Nadar é algo que dá para fazer sozinho, mas mesmo assim é necessário ir até uma piscina. Depois que fechei meu bar, achei que mudaria meu estilo de vida completamente, então nos mudamos para Narashino, na Prefeitura de Chiba. Nessa época, o lugar era bastante rural, e não havia instalações esportivas decentes nas proximidades. Mas havia estradas. Havia uma base das Forças de Autodefesa Japonesas ali perto, de modo que as estradas eram mantidas em boas condições para seus veículos. E felizmente havia também um campo de treinamento nos arredores da Universidade Nihon, e, se eu fosse cedo
pela manhã, poderia usar livremente — ou talvez eu deva dizer tomar emprestado sem permissão — a pista de lá. Desse modo, não precisei pensar muito a respeito de que esporte escolher — não que eu tivesse grande escolha — quando decidi começar a correr.
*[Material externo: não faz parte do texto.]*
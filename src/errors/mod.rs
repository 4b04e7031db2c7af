// SPDX-License-Identifier: MIT OR Apache-2.0
// Copyright (c) 2025 pipegraph contributors

//! Error types
//!
//! The rendering core can only fail one way: an unrecognized output format.
//! Everything else here belongs to the edges of the tool (reading manifests,
//! writing files) and carries enough context to tell which stage failed.

use miette::Diagnostic;
use std::path::PathBuf;
use thiserror::Error;

/// Result type for pipegraph operations
pub type GraphResult<T> = Result<T, GraphError>;

/// An output format identifier that none of the codecs understands.
#[derive(Error, Debug, Clone, PartialEq, Eq, Diagnostic)]
#[error("Invalid output format: {format}")]
#[diagnostic(
    code(pipegraph::invalid_format),
    help("Allowed formats are: dot, puml, mmd")
)]
pub struct FormatError {
    /// The identifier exactly as it was supplied
    pub format: String,
}

impl FormatError {
    pub fn new(format: impl Into<String>) -> Self {
        Self { format: format.into() }
    }
}

/// Main error type for pipegraph
#[derive(Error, Debug, Diagnostic)]
pub enum GraphError {
    // ─────────────────────────────────────────────────────────────────────────
    // Rendering Errors
    // ─────────────────────────────────────────────────────────────────────────
    #[error(transparent)]
    #[diagnostic(transparent)]
    InvalidFormat(#[from] FormatError),

    #[error("failed to generate output: {source}")]
    #[diagnostic(code(pipegraph::generate_output))]
    GenerateOutput {
        #[source]
        source: FormatError,
    },

    // ─────────────────────────────────────────────────────────────────────────
    // Output Errors
    // ─────────────────────────────────────────────────────────────────────────
    #[error("failed to create directory {}: {source}", path.display())]
    #[diagnostic(
        code(pipegraph::create_dir),
        help("Check that the parent directory is writable")
    )]
    CreateDir {
        path: PathBuf,
        #[source]
        source: std::io::Error,
    },

    #[error("failed to write file {}: {source}", path.display())]
    #[diagnostic(code(pipegraph::write_file))]
    WriteFile {
        path: PathBuf,
        #[source]
        source: std::io::Error,
    },

    #[error("failed to write output: {source}")]
    #[diagnostic(code(pipegraph::write_output))]
    WriteOutput {
        #[source]
        source: std::io::Error,
    },

    // ─────────────────────────────────────────────────────────────────────────
    // Manifest Errors
    // ─────────────────────────────────────────────────────────────────────────
    #[error("Manifest path not found: {}", path.display())]
    #[diagnostic(
        code(pipegraph::manifest_not_found),
        help("Pass pipeline manifests with -f/--filename")
    )]
    ManifestNotFound { path: PathBuf },

    #[error("Failed to read file '{}': {error}", path.display())]
    #[diagnostic(code(pipegraph::file_read_error))]
    FileReadError { path: PathBuf, error: String },

    #[error("YAML parsing error in '{}': {message}", path.display())]
    #[diagnostic(code(pipegraph::yaml_error))]
    Yaml { path: PathBuf, message: String },

    #[error("Glob pattern error: {message}")]
    #[diagnostic(code(pipegraph::glob_error))]
    GlobPattern { message: String },

    #[error("No input files matched pattern: {pattern}")]
    #[diagnostic(
        code(pipegraph::no_input_files),
        help("Check that files matching '{pattern}' exist")
    )]
    NoInputFiles { pattern: String },

    // ─────────────────────────────────────────────────────────────────────────
    // Lookup Errors
    // ─────────────────────────────────────────────────────────────────────────
    #[error("Pipeline '{name}' not found")]
    #[diagnostic(code(pipegraph::pipeline_not_found))]
    PipelineNotFound { name: String },

    #[error("PipelineRun '{name}' not found")]
    #[diagnostic(code(pipegraph::pipeline_run_not_found))]
    PipelineRunNotFound { name: String },

    #[error("no {kind} found")]
    #[diagnostic(
        code(pipegraph::no_pipelines),
        help("Check that the manifests contain documents with the expected 'kind'")
    )]
    NoPipelines { kind: &'static str },

    #[error("PipelineRun '{run}' has neither pipelineRef nor pipelineSpec")]
    #[diagnostic(code(pipegraph::missing_pipeline_ref))]
    MissingPipelineRef { run: String },
}

impl From<glob::PatternError> for GraphError {
    fn from(e: glob::PatternError) -> Self {
        Self::GlobPattern { message: e.to_string() }
    }
}

impl GraphError {
    /// Wrap a dispatch failure that happened while emitting a batch
    pub fn generate(source: FormatError) -> Self {
        Self::GenerateOutput { source }
    }
}
// SPDX-License-Identifier: MIT OR Apache-2.0
// Copyright (c) 2025 pipegraph contributors

//! Graphviz DOT codec

use std::fmt::Write;

use super::Codec;
use crate::pipeline::{TaskEdge, TaskGraph, TaskNode};

const START: &str = "start";
const END: &str = "end";

/// Renders a `digraph` titled with the pipeline name
#[derive(Debug, Clone, Copy, Default)]
pub struct DotCodec;

impl DotCodec {
    fn node(node: &TaskNode, with_task_ref: bool) -> String {
        quote(&node.label(with_task_ref, "\n"))
    }
}

impl Codec for DotCodec {
    fn render(&self, graph: &TaskGraph, with_task_ref: bool) -> String {
        let mut out = String::from("digraph {\n");
        out.push_str("  labelloc=\"t\"\n");
        let _ = writeln!(out, "  label={}", quote(graph.pipeline_name()));
        let _ = writeln!(out, "  {} [shape=\"point\" width=0.2]", END);
        let _ = writeln!(out, "  {} [shape=\"point\" width=0.2]", START);

        for edge in graph.edges() {
            let (from, to) = match edge {
                TaskEdge::Start(node) => (quote(START), Self::node(node, with_task_ref)),
                TaskEdge::Link(node, dep) => (
                    Self::node(node, with_task_ref),
                    Self::node(dep, with_task_ref),
                ),
                TaskEdge::End(node) => (Self::node(node, with_task_ref), quote(END)),
            };
            let _ = writeln!(out, "  {} -> {}", from, to);
        }

        out.push_str("}\n");
        out
    }
}

/// Double-quote a DOT identifier
fn quote(id: &str) -> String {
    format!("\"{}\"", id.replace('\\', "\\\\").replace('"', "\\\""))
}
Não demorou muito para que eu também parasse de fumar. Largar o cigarro foi uma espécie de resultado natural de correr todo dia. Não foi fácil largar, mas não dava para continuar fumando e correndo ao mesmo tempo. O desejo natural de correr cada vez mais se tornou uma poderosa motivação para me impedir de voltar a fumar, e uma grande ajuda em superar os sintomas da abstinência. Deixar o cigarro foi um tipo
de gesto simbólico de despedida da vida que eu costumava levar. Nunca achei ruim a corrida de longa distância. Quando estava na escola, não dava muita bola para as aulas de educação física, e sempre odiei o Dia do Esporte. Isso acontecia porque as coisas me eram impostas. Nunca suportei que me forçassem a fazer alguma coisa que eu não queria fazer, em um momento em que não queria fazer. Sempre que eu era capaz de fazer algo de que gostava, porém, quando eu queria fazê-lo, e do modo como queria, eu dava tudo de mim. Como não era dos mais atléticos ou coordenados, nunca me destaquei nos tipos de esporte em que as
coisas são decididas numa fração de segundo. Corrida e nado de longa distância combinam mais com minha personalidade. Sempre fui meio que consciente disso, o que talvez explique como consegui incorporar a corrida em minha vida diária sem maiores traumas. Se me for permitido fazer um breve desvio do assunto, acho que posso dizer o mesmo a respeito de mim e dos estudos. Desde a pré-escola até a faculdade, nunca me interessei por coisas que era forçado a estudar. Eu dizia a mim mesmo que era algo que devia ser feito, de modo que não me mostrava um relaxado completo e conseguia ir adiante na faculdade, mas em nenhum momento achava que estudar
era empolgante. Como resultado, embora minhas notas não fossem do tipo que a gente precise esconder das pessoas, não me lembro de em momento algum ter recebido elogios por uma nota boa ou por ser o melhor em qualquer coisa. Somente comecei a apreciar o estudo depois que passei pelo sistema educacional e me tornei um assim chamado membro da sociedade. Se alguma coisa me interessava, e eu podia estudá-la com meu próprio ritmo e abordá-la do modo que melhor me aprouvesse, eu era bastante eficiente em adquirir conhecimento e habilidades. A arte da tradução é um bom exemplo. Aprendi por conta própria, pelo método
prático. Leva um bocado de tempo para adquirir uma habilidade dessa forma, e você precisa passar por uma série de tentativas e erros, mas o que aprende não sai mais da sua cabeça.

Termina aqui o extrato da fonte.